Borderlines Podcast #56 – Responding to Deportation Letters, with Michael Greene

Meurrens LawInadmissibility

We discuss issues involving the deportation of long term permanent residents for criminality.

Michael Greene, Q.C. is an immigration lawyer in Calgary. He served as the National Chair of the Canadian Bar Association’s Citizenship & Immigration Section in 2000-2001. He is representing Jaskirat Singh Sidhu in his immigration and deportation matters.

5:45 – What are the grounds for deporting a permanent resident for criminality?

13:00 – How does the appeal process work?

17:00 – What are the factors in deportation.

19:00 – An overview of the history of the law involving the deportation of permanent residents.

26:00 – What is the probability of success for a permanent resident in avoiding deportation once proceedings start?

36:00 – Stays of removal

41:00 – Strategies and tips for responding to procedural fairness letters involving removal.

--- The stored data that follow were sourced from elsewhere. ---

//! Toggl wire types.

use serde::{Deserialize, Serialize};

use crate::models::{ProjectId, TrackerState};

/// Response from `GET /me?with_related_data=true`.
#[derive(Debug, Deserialize)]
pub(crate) struct MeResponse {
    pub data: MeData,
}

#[derive(Debug, Deserialize)]
pub(crate) struct MeData {
    pub projects: Vec<Project>,
    pub time_entries: Vec<TimeEntry>,
}

#[derive(Debug, Clone, Deserialize)]
pub(crate) struct Project {
    pub id: u64,
    pub name: String,
}

#[derive(Debug, Clone, Deserialize)]
pub(crate) struct TimeEntry {
    pub id: u64,
    pub pid: Option<u64>,
    /// Negative while the entry is running
    pub duration: i64,
    pub description: Option<String>,
}

/// Response from the time entry start/stop endpoints.
#[derive(Debug, Deserialize)]
pub(crate) struct TimeEntryResponse {
    pub data: TimeEntry,
}

#[derive(Debug, Serialize)]
pub(crate) struct StartRequest {
    pub time_entry: NewTimeEntry,
}

#[derive(Debug, Serialize)]
pub(crate) struct NewTimeEntry {
    #[serde(skip_serializing_if = "Option::is_none")]
    pub pid: Option<u64>,
    pub created_with: &'static str,
}

impl MeData {
    /// The running time entry, if any.
    pub fn running_entry(&self) -> Option<&TimeEntry> {
        self.time_entries.iter().find(|entry| entry.duration < 0)
    }

    pub fn current_state(&self) -> TrackerState {
        match self.running_entry() {
            Some(entry) => self.state_for(entry),
            None => TrackerState::idle(),
        }
    }

    /// Joins `entry` against the project list.
    pub fn state_for(&self, entry: &TimeEntry) -> TrackerState {
        let project_name = entry.pid.and_then(|pid| {
            self.projects
                .iter()
                .find(|project| project.id == pid)
                .map(|project| project.name.clone())
        });
        TrackerState {
            project_id: entry.pid.map(ProjectId),
            project_name,
            entry: entry.description.clone(),
            entry_id: Some(entry.id),
        }
    }
}
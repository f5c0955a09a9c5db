//! HTTP front-end for the sync service.
//!
//! # Endpoints
//!
//! - `GET /ping`: Liveness check
//! - `PUT /sync`: Run a reconciliation cycle now and return what it observed
//! - `GET /status`: Outcome of recent cycles
//! - `GET /toggl/test`, `GET /toggl/current`: Toggl diagnostics
//! - `GET /particle/test`, `GET /particle/current`: Particle diagnostics
//!
//! Every response has the shape `{ "message", "data", "error"? }`.

mod routes;

use axum::routing::{get, put};
use axum::Router;
use std::sync::Arc;
use tower_http::trace::TraceLayer;

use togglboard_core::{ParticleClient, TogglClient};

use crate::driver::Driver;

/// Application state shared across handlers
#[derive(Clone)]
pub struct AppState {
    pub driver: Arc<Driver>,
    pub toggl: TogglClient,
    pub particle: ParticleClient,
}

pub fn router(state: AppState) -> Router {
    Router::new()
        .route("/ping", get(routes::ping))
        .route("/sync", put(routes::sync_now))
        .route("/status", get(routes::status))
        .route("/toggl/test", get(routes::toggl_test))
        .route("/toggl/current", get(routes::toggl_current))
        .route("/particle/test", get(routes::particle_test))
        .route("/particle/current", get(routes::particle_current))
        .with_state(state)
        .layer(TraceLayer::new_for_http())
}
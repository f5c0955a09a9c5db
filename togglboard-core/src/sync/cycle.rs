use super::adapter::{DeviceAdapter, TrackerAdapter};
use super::error::SyncError;
use crate::models::{Action, ObservedState, PositionTable};
use crate::reconcile::calculate_action;

/// Runs one reconciliation cycle.
///
/// Reads both sides, applies at most one corrective write, and returns the
/// snapshot observed *before* that write. The caller keeps it and passes it
/// back as `previous` next time, or drops it to `None` when this returns an
/// error so the next cycle starts from scratch.
pub async fn sync<T, D>(
    previous: Option<&ObservedState>,
    tracker: &T,
    device: &D,
    table: &PositionTable,
) -> Result<ObservedState, SyncError>
where
    T: TrackerAdapter + ?Sized,
    D: DeviceAdapter + ?Sized,
{
    let (tracker_state, device_state) = tokio::try_join!(
        async { tracker.get_current_state().await.map_err(SyncError::Tracker) },
        async { device.get_current_state().await.map_err(SyncError::Device) },
    )?;
    let current = ObservedState::new(tracker_state, device_state);

    let action = calculate_action(&current, previous, table);
    tracing::debug!(
        project = ?current.tracker.project_id,
        position = ?current.device.actual_position,
        bootstrap = previous.is_none(),
        %action,
        "sync action"
    );

    match action {
        Action::SetTrackerProject(project) => {
            tracker
                .set_current_state(project)
                .await
                .map_err(SyncError::Tracker)?;
            tracing::info!(%action, "updated tracker");
        }
        Action::SetDevicePosition(position) => {
            device
                .set_current_state(position)
                .await
                .map_err(SyncError::Device)?;
            tracing::info!(%action, "updated device");
        }
        Action::NoAction => {}
    }

    Ok(current)
}
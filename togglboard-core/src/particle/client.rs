//! HTTP client for the Particle cloud API.

use async_trait::async_trait;
use futures::stream::{self, BoxStream};
use futures::{StreamExt, TryStreamExt};
use reqwest::{Method, RequestBuilder, StatusCode};
use serde::de::DeserializeOwned;

use super::events::{SseEvent, SseParser};
use super::types::{is_timeout, FunctionRequest, FunctionResponse, PingResponse, VariableResponse};
use crate::models::DeviceState;
use crate::sync::{AdapterError, DeviceAdapter};

pub const DEFAULT_PARTICLE_URL: &str = "https://api.particle.io/v1";

const CONNECTION_FAILED: &str = "Connection to Particle API failed!";
const UNEXPECTED_RESPONSE: &str = "Unexpected Particle response!";
const DEVICE_TIMED_OUT: &str = "Particle device timed out!";

const ACTUAL_POSITION: &str = "actualPosIdx";
const SENSOR_VALUE: &str = "actualPosSen";
const TARGET_POSITION: &str = "targetPosIdx";
const SET_TARGET_POSITION: &str = "setTargetPos";

/// Stream of events published by the device.
pub type EventStream = BoxStream<'static, Result<SseEvent, AdapterError>>;

/// Particle cloud client bound to a single device.
#[derive(Debug, Clone)]
pub struct ParticleClient {
    http: reqwest::Client,
    base_url: String,
    api_token: String,
    device_name: String,
}

impl ParticleClient {
    pub fn new(api_token: impl Into<String>, device_name: impl Into<String>) -> Self {
        Self {
            http: reqwest::Client::new(),
            base_url: DEFAULT_PARTICLE_URL.to_string(),
            api_token: api_token.into(),
            device_name: device_name.into(),
        }
    }

    /// Points the client at a different API root (used by tests).
    pub fn with_base_url(mut self, base_url: impl Into<String>) -> Self {
        self.base_url = base_url.into().trim_end_matches('/').to_string();
        self
    }

    pub fn device_name(&self) -> &str {
        &self.device_name
    }

    fn device_url(&self, path: &str) -> String {
        format!("{}/devices/{}/{}", self.base_url, self.device_name, path)
    }

    /// URL of the device's server-sent event stream.
    pub fn events_url(&self) -> String {
        self.device_url("events")
    }

    fn request(&self, method: Method, path: &str) -> RequestBuilder {
        self.http
            .request(method, self.device_url(path))
            .bearer_auth(&self.api_token)
            .header(reqwest::header::CONTENT_TYPE, "application/json")
    }

    async fn send(&self, request: RequestBuilder) -> Result<(StatusCode, Vec<u8>), AdapterError> {
        let response = request.send().await.map_err(|e| {
            tracing::debug!("Particle request failed: {}", e);
            AdapterError::Unreachable(CONNECTION_FAILED.to_string())
        })?;
        let status = response.status();
        let body = response
            .bytes()
            .await
            .map_err(|_| AdapterError::Unreachable(CONNECTION_FAILED.to_string()))?;
        Ok((status, body.to_vec()))
    }

    /// Sends a request and decodes a successful JSON body.
    ///
    /// The cloud answers with an `error` field when the device is offline
    /// or slow; that is reported as [`AdapterError::TimedOut`] whatever the
    /// status code.
    async fn send_json<T: DeserializeOwned>(
        &self,
        request: RequestBuilder,
    ) -> Result<T, AdapterError> {
        let (status, body) = self.send(request).await?;

        if let Ok(value) = serde_json::from_slice::<serde_json::Value>(&body) {
            if is_timeout(value.get("error").and_then(|e| e.as_str())) {
                return Err(AdapterError::TimedOut(DEVICE_TIMED_OUT.to_string()));
            }
        }
        if !status.is_success() {
            tracing::debug!("Particle returned status {}", status);
            return Err(AdapterError::Unreachable(CONNECTION_FAILED.to_string()));
        }

        serde_json::from_slice(&body).map_err(|e| {
            tracing::debug!("Failed to decode Particle response: {}", e);
            AdapterError::UnexpectedResponse(UNEXPECTED_RESPONSE.to_string())
        })
    }

    /// Pings the device through the cloud; returns whether it is online.
    pub async fn test(&self) -> Result<bool, AdapterError> {
        let ping: PingResponse = self.send_json(self.request(Method::PUT, "ping")).await?;
        Ok(ping.online)
    }

    async fn read_variable(&self, name: &str) -> Result<i32, AdapterError> {
        let response: VariableResponse = self.send_json(self.request(Method::GET, name)).await?;
        if response.name.as_deref() != Some(name) {
            return Err(AdapterError::UnexpectedResponse(UNEXPECTED_RESPONSE.to_string()));
        }
        response
            .result
            .as_ref()
            .and_then(|v| v.as_i64())
            .and_then(|v| i32::try_from(v).ok())
            .ok_or_else(|| AdapterError::UnexpectedResponse(UNEXPECTED_RESPONSE.to_string()))
    }

    /// Opens the device's event stream.
    ///
    /// The stream ends when the cloud closes the connection; callers are
    /// expected to reconnect.
    pub async fn subscribe(&self) -> Result<EventStream, AdapterError> {
        let response = self
            .http
            .get(self.events_url())
            .query(&[("access_token", self.api_token.as_str())])
            .header(reqwest::header::ACCEPT, "text/event-stream")
            .send()
            .await
            .map_err(|_| AdapterError::Unreachable(CONNECTION_FAILED.to_string()))?;

        if !response.status().is_success() {
            tracing::debug!("Particle event stream returned status {}", response.status());
            return Err(AdapterError::Unreachable(CONNECTION_FAILED.to_string()));
        }

        let mut parser = SseParser::new();
        let events = response
            .bytes_stream()
            .map(move |chunk| match chunk {
                Ok(bytes) => Ok(parser.push(&bytes)),
                Err(e) => {
                    tracing::debug!("Particle event stream failed: {}", e);
                    Err(AdapterError::Unreachable(CONNECTION_FAILED.to_string()))
                }
            })
            .map_ok(|events| stream::iter(events.into_iter().map(Ok::<SseEvent, AdapterError>)))
            .try_flatten();

        Ok(events.boxed())
    }
}

#[async_trait]
impl DeviceAdapter for ParticleClient {
    async fn get_current_state(&self) -> Result<DeviceState, AdapterError> {
        let actual_position = self.read_variable(ACTUAL_POSITION).await?;
        let sensor_value = self.read_variable(SENSOR_VALUE).await?;
        let target_position = self.read_variable(TARGET_POSITION).await?;
        Ok(DeviceState {
            actual_position: Some(actual_position),
            target_position: Some(target_position),
            sensor_value: Some(sensor_value),
        })
    }

    async fn set_current_state(&self, position: usize) -> Result<DeviceState, AdapterError> {
        let body = FunctionRequest {
            arg: position.to_string(),
        };
        let response: FunctionResponse = self
            .send_json(self.request(Method::POST, SET_TARGET_POSITION).json(&body))
            .await?;

        // A refused move fails the cycle; the next one bootstraps from
        // Toggl and asks for the same position again.
        match response.return_value {
            Some(0) => {}
            Some(code) => return Err(AdapterError::Rejected(code)),
            None => {
                return Err(AdapterError::UnexpectedResponse(
                    UNEXPECTED_RESPONSE.to_string(),
                ))
            }
        }
        tracing::debug!(position, "set Particle target position");

        // The move was accepted, so a failed re-read only loses the report.
        match self.get_current_state().await {
            Ok(state) => Ok(state),
            Err(e) => {
                tracing::warn!("Could not re-read Particle state after move: {}", e);
                Ok(DeviceState {
                    target_position: i32::try_from(position).ok(),
                    ..DeviceState::default()
                })
            }
        }
    }
}
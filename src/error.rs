//! Error types surfaced at the `initialize` and `run` boundaries.
//!
//! Everything inside the iteration loop is total; the only failure points
//! are input validation and the interpolator's dimensionality restriction.
//! Perplexity-solver non-convergence is deliberately NOT an error: it is a
//! soft condition logged with `log::warn!` (a pathological row must not
//! halt a whole batch).

use thiserror::Error;

/// Errors reported by [`crate::Tsne`].
///
/// The first three variants are invalid-input conditions; the last is an
/// unsupported-configuration condition.
#[derive(Error, Debug, Clone, PartialEq, Eq)]
pub enum TsneError {
    /// Requested more neighbors per observation than there are other
    /// observations (K must be smaller than N).
    #[error("{k} neighbors per observation requires more than {k} observations, got {n}")]
    InsufficientObservations { n: usize, k: usize },

    /// The per-row neighbor index and distance lists disagree in length,
    /// or a row's length differs from the first row's.
    #[error("neighbor index and distance lists disagree in length at row {row}")]
    MismatchedNeighbors { row: usize },

    /// The number of index rows and distance rows differ.
    #[error("expected {expected} rows of neighbor distances, got {got}")]
    MismatchedRows { expected: usize, got: usize },

    /// A neighbor distance was NaN or infinite.
    #[error("non-finite neighbor distance at row {row}")]
    NonFiniteDistance { row: usize },

    /// Grid interpolation was requested for an embedding dimensionality
    /// other than 2.
    #[error("grid interpolation requires a 2-dimensional embedding, got {ndim}")]
    UnsupportedDimension { ndim: usize },
}
/// End-to-end embedding scenarios with literal inputs.
use bh_tsne::{gaussian_random_init, Tsne};

use rand::Rng;
use rand::SeedableRng;
use rand_chacha::ChaCha8Rng;
use rand_distr::StandardNormal;

#[test]
fn test_collinear_trio_preserves_order() {
    // Three points on a line at 0, 1, 2 (one input dimension), described
    // by K = 2 neighbor lists. After embedding to 2D, the middle point
    // must stay between the endpoints.
    let indices = vec![vec![1, 2], vec![0, 2], vec![1, 0]];
    let distances = vec![vec![1.0, 2.0], vec![1.0, 1.0], vec![1.0, 2.0]];

    let tsne = Tsne::<2>::new();
    let mut status = tsne.initialize(&indices, &distances).unwrap();

    let mut rng = ChaCha8Rng::seed_from_u64(2024);
    let mut y = vec![0.0; 3 * 2];
    gaussian_random_init(&mut rng, &mut y);

    tsne.run(&mut status, &mut y).unwrap();
    assert_eq!(status.iteration(), 1000);

    // Project the middle point onto the endpoint axis; strictly between
    // means the projection parameter lies in (0, 1).
    let axis = [y[4] - y[0], y[5] - y[1]];
    let rel = [y[2] - y[0], y[3] - y[1]];
    let t = (rel[0] * axis[0] + rel[1] * axis[1]) / (axis[0] * axis[0] + axis[1] * axis[1]);
    assert!(
        t > 0.05 && t < 0.95,
        "middle point sits at projection {} along the 0-2 axis",
        t
    );
}

/// Two 2D Gaussian blobs centered at (-5, 0) and (5, 0), sigma 1.
fn two_blobs(n_per_cluster: usize, seed: u64) -> Vec<f64> {
    let mut rng = ChaCha8Rng::seed_from_u64(seed);
    let mut data = Vec::with_capacity(n_per_cluster * 4);
    for c in 0..2 {
        let center = if c == 0 { -5.0 } else { 5.0 };
        for _ in 0..n_per_cluster {
            let dx: f64 = rng.sample(StandardNormal);
            let dy: f64 = rng.sample(StandardNormal);
            data.push(center + dx);
            data.push(dy);
        }
    }
    data
}

/// Fraction of inter-cluster pairs farther apart than the mean
/// intra-cluster distance, with the first half of the points forming one
/// cluster.
fn separation_fraction(y: &[f64]) -> f64 {
    let n = y.len() / 2;
    let half = n / 2;
    let dist = |a: usize, b: usize| -> f64 {
        let dx = y[a * 2] - y[b * 2];
        let dy = y[a * 2 + 1] - y[b * 2 + 1];
        (dx * dx + dy * dy).sqrt()
    };

    let mut intra_sum = 0.0;
    let mut intra_count = 0usize;
    for c in 0..2 {
        let start = c * half;
        for i in start..start + half {
            for j in (i + 1)..start + half {
                intra_sum += dist(i, j);
                intra_count += 1;
            }
        }
    }
    let intra_mean = intra_sum / intra_count as f64;

    let mut separated = 0usize;
    let mut inter_count = 0usize;
    for i in 0..half {
        for j in half..n {
            inter_count += 1;
            if dist(i, j) > intra_mean {
                separated += 1;
            }
        }
    }
    separated as f64 / inter_count as f64
}

#[test]
fn test_two_gaussian_blobs_separate() {
    let n = 200;
    let data = two_blobs(n / 2, 8);

    // Perplexity 10 makes the search fetch K = 30 neighbors.
    let mut tsne = Tsne::<2>::new();
    tsne.set_perplexity(10.0);

    let mut rng = ChaCha8Rng::seed_from_u64(8);
    let mut y = vec![0.0; n * 2];
    gaussian_random_init(&mut rng, &mut y);

    tsne.run_from_data(&data, 2, &mut y).unwrap();

    let fraction = separation_fraction(&y);
    assert!(
        fraction > 0.95,
        "only {:.1}% of inter-cluster pairs exceed the mean intra-cluster distance",
        fraction * 100.0
    );
}

#[test]
fn test_two_blobs_separate_with_interpolation() {
    let n = 200;
    let data = two_blobs(n / 2, 9);

    let mut tsne = Tsne::<2>::new();
    tsne.set_perplexity(10.0)
        .set_interpolation(Some(150))
        .set_max_iter(500);

    let mut rng = ChaCha8Rng::seed_from_u64(9);
    let mut y = vec![0.0; n * 2];
    gaussian_random_init(&mut rng, &mut y);

    tsne.run_from_data(&data, 2, &mut y).unwrap();

    // The interpolated field is an approximation of an approximation;
    // cluster structure must still come through clearly.
    let fraction = separation_fraction(&y);
    assert!(
        fraction > 0.9,
        "only {:.1}% of inter-cluster pairs exceed the mean intra-cluster distance",
        fraction * 100.0
    );
}

#[test]
fn test_neighbor_list_and_data_paths_agree() {
    // Feeding run() the same neighbors the internal search would find
    // must give the same embedding.
    let n = 60;
    let data = two_blobs(n / 2, 10);

    let mut tsne = Tsne::<2>::new();
    tsne.set_perplexity(5.0).set_max_iter(50);

    let mut rng = ChaCha8Rng::seed_from_u64(10);
    let mut y_data = vec![0.0; n * 2];
    gaussian_random_init(&mut rng, &mut y_data);
    let mut y_lists = y_data.clone();

    tsne.run_from_data(&data, 2, &mut y_data).unwrap();

    use bh_tsne::{NeighborSearch, VpTree};
    let searcher = VpTree::new(&data, 2);
    let k = 15; // ceil(3 * perplexity)
    let mut indices = Vec::with_capacity(n);
    let mut dists = Vec::with_capacity(n);
    for i in 0..n {
        let hits = searcher.nearest(i, k);
        indices.push(hits.iter().map(|&(j, _)| j).collect::<Vec<_>>());
        dists.push(hits.iter().map(|&(_, d)| d).collect::<Vec<_>>());
    }
    tsne.run_from_neighbors(&indices, &dists, &mut y_lists).unwrap();

    assert_eq!(y_data, y_lists);
}

#[test]
fn test_blob_points_stay_finite() {
    let n = 100;
    let data = two_blobs(n / 2, 11);

    let mut tsne = Tsne::<2>::new();
    tsne.set_perplexity(8.0).set_max_iter(300);

    let mut rng = ChaCha8Rng::seed_from_u64(11);
    let mut y = vec![0.0; n * 2];
    gaussian_random_init(&mut rng, &mut y);

    tsne.run_from_data(&data, 2, &mut y).unwrap();
    assert!(y.iter().all(|v| v.is_finite()));
}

[UPDATE – DECEMBER 20, 2023]

The Federal Court in Sidhu v Canada (Public Safety and Emergency Preparedness), 2023 FC 1681 has upheld a decision of the Canada Border Services Agency to refer Mr. Sidhu to the Immigration and Refugee Board. Citing the Federal Court of Appeal decision in Obazughanmwen v Canada (Public Safety and Emergency Preparedness), 2023 FCA 151, the Court set forth the general principles applicable to the scope of the discretion contemplated by susections 44(1) and (2) of the IRPA as follows:

  1. The scope of discretion held by immigration officers under subsection 44(1) and by ministerial delegates under subsection 44(2) of the IRPA is very limited, especially in cases of serious criminality and organized criminality: Obazughanmwen, at paras 27 and 29.
  2. In this context, immigration officers and ministerial delegates are simply on a fact-finding mission, no more, no less. Particular circumstances of the person, the offence, the conviction and the sentence are beyond the reach of those decision-makers: Obazughanmwen, at paras 31 and 39 (quoting Cha, at para 35). Such excluded personal circumstances include H&C considerations: Obazughanmwen, at paras 31 (quoting Cha, at paragraph 37) and 44-45; see also Lin v Canada (Public Safety and Emergency Preparedness), 2019 FC 862 at para 20 [Lin], aff’d 2021 FCA 81.
  3. For greater certainty, the exercise contemplated by subsections 44(1) and (2) is an administrative screening function that is only meant to look into readily and objectively ascertainable facts concerning admissibility: Obazughanmwen, at para 37; see also paras 27 and 30.
  4. These principles apply equally to foreign nationals and permanent residents: Obazughanmwen, at para 32; see also Lin, at paras 17-18. They also apply with equal force to sections 36 and 37 of the IRPA: Obazughanmwen, at para 41.

In Dass v. Canada (Public Safety and Emergency Preparedness), 2024 FC 624, Justice Ahmed ruled that while there is no obligation for CBSA to consider personal circumstances that this does not mean that delegates cannot consider them.  Decision-maker bears the discretion to consider them, and they will not be faulted if they do not.  Where they do so, the decision must be reasonable.